Proteste trotz Corona: "Leave No One Behind"
Am 26. März 2020 wurde am Steindamm in Hamburg das sogenannte Lampedusa-Zelt im Auftrag des Bezirksamts abgebaut. Aufgrund der Allgemeinverfügung zur Eindämmung der Corona-Pandemie sind „Versammlungen unabhängig von der Zahl der Teilnehmenden untersagt". Gegen die Räumung des Zeltes gab es zunächst im Internet Protest. Am 28. März kamen rund 15 Menschen einzeln oder zu zweit zum Platz am Steindamm, um Schilder zu zeigen. Auf den Plakaten forderten die Aktivist:innen beispielsweise die Öffnung von Hotels für Obdachlose und Geflüchtete oder die Aufnahme Geflüchteter, die an der EU-Außengrenze in Camps wie „Moria“ festsitzen. Denn nicht alle Menschen haben die gleichen Möglichkeiten, sich durch zuhause bleiben und Hände waschen vor dem Covid-19-Virus zu schützen, wie der Großteil der Menschen hier in Deutschland. Die Polizei wertete den Protest als unerlaubte Versammlung, stellte die Personalien der Personen fest und erteilte Platzverweise.
Auch am 29. März wollten Menschen wieder Plakate am Steindamm zeigen, wurden jedoch direkt von der Polizei angesprochen und mussten ihre Personalien angeben und mit einem Platzverweis wieder gehen. Auch mir wurde zur „Gefahrenabwehr“ ein Platzverweis erteilt, eine Berichterstattung war dadurch nicht wirklich möglich.
Am 30. März hängten einige Menschen wohl Plakate an den Zaun, neben dem das Lampedusa-Zelt gestanden hatte.
Am 31. März kamen wieder rund 20 Menschen mit Plakaten zu dem Platz, um ihren Protest auf die Straße zu tragen. Auch diesmal stellte die Polizei die Personalien derjenigen fest, die ein Plakat oder Transparent in der Hand hatten und erteilte ihnen einen Platzverweis. Ob gegen die Personen, die an den drei Aktionen teilgenommen haben, auch eine Anzeige wegen der Teilnahme an einer unerlaubten Versammlung gestellt wird, bleibt unklar.
Die Initiative "LeaveNoOneBehind Hamburg" hatte für den 2. April eine Kundgebung am Steindamm angemeldet. „Für ausreichenden Abstand zwischen Teilnehmer:innen und Passant:innen wird Sorge getragen“ schrieb die Initiative in einer Pressemitteilung. Die Versammlung wurde jedoch verboten, wie die Versammlungsbehörde der Initiative mitteilte.

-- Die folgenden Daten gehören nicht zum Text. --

//! Shell callbacks
//!
//! The core never draws, plays audio, or switches levels. It reports through a
//! [`GameObserver`] supplied when the world is built.

use std::sync::{Arc, Mutex};

/// Sound the shell should play
#[derive(Debug, Clone, PartialEq, Eq)]
pub enum SoundCue {
    /// Player took damage
    Hit,
    StarCollected,
    /// A hazard broke; the clip comes from the level theme
    HazardImpact { clip: String },
}

/// Callbacks consumed from the application shell. All methods default to no-ops.
pub trait GameObserver {
    fn on_health_changed(&mut self, _health: u8) {}
    fn on_score_changed(&mut self, _stars: u32) {}
    fn on_level_complete(&mut self) {}
    fn on_game_over(&mut self) {}
    fn play_sound(&mut self, _cue: &SoundCue) {}
}

/// Ignores every callback
#[derive(Debug, Default, Clone, Copy)]
pub struct NullObserver;

impl GameObserver for NullObserver {}

/// One recorded callback
#[derive(Debug, Clone, PartialEq, Eq)]
pub enum GameEvent {
    HealthChanged(u8),
    ScoreChanged(u32),
    LevelComplete,
    GameOver,
    Sound(SoundCue),
}

/// Records callbacks in order. Clones share the same log, so one copy can be
/// handed to the world while another is inspected.
#[derive(Debug, Default, Clone)]
pub struct EventLog {
    events: Arc<Mutex<Vec<GameEvent>>>,
}

impl EventLog {
    pub fn new() -> Self {
        Self::default()
    }

    fn record(&self, event: GameEvent) {
        let mut events = self.events.lock().unwrap_or_else(|e| e.into_inner());
        events.push(event);
    }

    /// Snapshot of everything recorded so far
    pub fn events(&self) -> Vec<GameEvent> {
        self.events
            .lock()
            .unwrap_or_else(|e| e.into_inner())
            .clone()
    }

    pub fn count(&self, event: &GameEvent) -> usize {
        self.events
            .lock()
            .unwrap_or_else(|e| e.into_inner())
            .iter()
            .filter(|e| *e == event)
            .count()
    }

    /// Take and clear the log
    pub fn drain(&self) -> Vec<GameEvent> {
        std::mem::take(&mut *self.events.lock().unwrap_or_else(|e| e.into_inner()))
    }
}

impl GameObserver for EventLog {
    fn on_health_changed(&mut self, health: u8) {
        self.record(GameEvent::HealthChanged(health));
    }

    fn on_score_changed(&mut self, stars: u32) {
        self.record(GameEvent::ScoreChanged(stars));
    }

    fn on_level_complete(&mut self) {
        self.record(GameEvent::LevelComplete);
    }

    fn on_game_over(&mut self) {
        self.record(GameEvent::GameOver);
    }

    fn play_sound(&mut self, cue: &SoundCue) {
        self.record(GameEvent::Sound(cue.clone()));
    }
}

#[cfg(test)]
mod tests {
    use super::*;

    #[test]
    fn test_clones_share_log() {
        let log = EventLog::new();
        let mut handed_out: Box<dyn GameObserver> = Box::new(log.clone());

        handed_out.on_health_changed(3);
        handed_out.play_sound(&SoundCue::Hit);
        handed_out.on_game_over();

        assert_eq!(
            log.events(),
            vec![
                GameEvent::HealthChanged(3),
                GameEvent::Sound(SoundCue::Hit),
                GameEvent::GameOver,
            ]
        );
        assert_eq!(log.count(&GameEvent::GameOver), 1);
        assert_eq!(log.drain().len(), 3);
        assert!(log.events().is_empty());
    }
}
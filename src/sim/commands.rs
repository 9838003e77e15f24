//! Command queue
//!
//! Anything that wants to create, destroy, or alter a body from outside the
//! stepper (timers, the generation poller, shell threads, collision handlers)
//! pushes a [`Command`]. The stepper drains the queue once per tick, before the
//! physics step, so body bookkeeping never changes while contacts are resolved.

use std::sync::mpsc::{self, Receiver, Sender};

use glam::Vec2;

use super::entities::{EntityId, PatrolConfig};

/// A deferred world mutation
#[derive(Debug, Clone, PartialEq)]
pub enum Command {
    /// Run terrain and star generation for this altitude (coalesced per drain)
    AdvanceGeneration { altitude: f32 },
    SpawnStar { position: Vec2 },
    SpawnFallingHazard {
        position: Vec2,
        sprite: String,
        sound: String,
    },
    SpawnPatrol { position: Vec2, config: PatrolConfig },
    /// Fire the enemy's projectile at the player's current position
    EnemyAttack { enemy: EntityId },
    /// Swap to the entity's next animation frame
    AdvanceAnimation { entity: EntityId },
    SetVelocity { entity: EntityId, velocity: Vec2 },
    Destroy { entity: EntityId },
}

/// Cloneable, thread-safe producer handle
#[derive(Debug, Clone)]
pub struct CommandSender {
    tx: Sender<Command>,
}

impl CommandSender {
    /// Queue a command. Returns false once the world is gone.
    pub fn send(&self, command: Command) -> bool {
        self.tx.send(command).is_ok()
    }

    pub fn advance_generation(&self, altitude: f32) -> bool {
        self.send(Command::AdvanceGeneration { altitude })
    }

    pub fn set_velocity(&self, entity: EntityId, velocity: Vec2) -> bool {
        self.send(Command::SetVelocity { entity, velocity })
    }

    pub fn destroy(&self, entity: EntityId) -> bool {
        self.send(Command::Destroy { entity })
    }
}

/// Multi-producer queue owned by the stepper
#[derive(Debug)]
pub struct CommandQueue {
    tx: Sender<Command>,
    rx: Receiver<Command>,
}

impl Default for CommandQueue {
    fn default() -> Self {
        Self::new()
    }
}

impl CommandQueue {
    pub fn new() -> Self {
        let (tx, rx) = mpsc::channel();
        Self { tx, rx }
    }

    pub fn sender(&self) -> CommandSender {
        CommandSender {
            tx: self.tx.clone(),
        }
    }

    /// Queue from the stepper's own thread
    pub fn push(&self, command: Command) {
        // The receiver lives in `self`, so this cannot fail
        let _ = self.tx.send(command);
    }

    /// Take everything queued so far. Commands pushed while the batch is being
    /// applied land in the next drain.
    pub fn drain(&self) -> Vec<Command> {
        self.rx.try_iter().collect()
    }
}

Grund dafür ist, dass die Gesundheitsbehörde keine Ausnahmegenehmigung erteilt hat. Aktuell entscheidet wohl nicht die Versammlungsbehörde über solche Anmeldungen, sondern die Gesundheitsbehörde müsste eine Ausnahmegenehmigung von der Allgemeinverfügung aussprechen. Die Initiative hatte Rechtsmittel gegen diese Entscheidung eingelegt. Sie sind der Meinung, dass das Grundrecht auf Versammlungsfreiheit auch in Zeiten von Corona gelten muss. „Auch in Zeiten von Corona muss es die Möglichkeit geben, öffentlich gegen Missstände zu protestieren“. Die Forderung der „Leave No One Behind“-Kampagne nach Öffnung der Hotels ist aus Sicht der Aktivist:innen „dringender und berechtigter denn je“. In Hamburg gibt es nach ihrer Aussage 72.000 leere Hotelbetten, die aus ihrer Sicht für Geflüchteten und Obdachlose geöffnet werden sollen. Ein Gericht bestätigte das Verbot der Versammlung. Dennoch kamen rund 15 Menschen zum Kundgebungsort am Steindamm und liefen rund eine halbe Stunde nach angemeldeter Zeit mit Plakaten Richtung Mönckebergstraße. Nach wenigen Metern wurden sie von der Polizei gestoppt. Wie auch schon an den Tagen davor nahm die Polizei die Personalien der Aktivist:innen auf, erteilte ihnen einen Platzverweis und beschlagnahmte wohl die Plakate als Beweismittel.
Am 17.04.2020 konnte die erste angemeldete Versammlung stattfinden, die nicht aufgrund der Allgemeinverfügung verboten wurden. Acht Aktivist:innen protestierten eine Stunde lang am Steindamm, zehn Personen waren durch die Auflagen gedeckt. Die Polizei beobachtete die Kundgebung entspannt.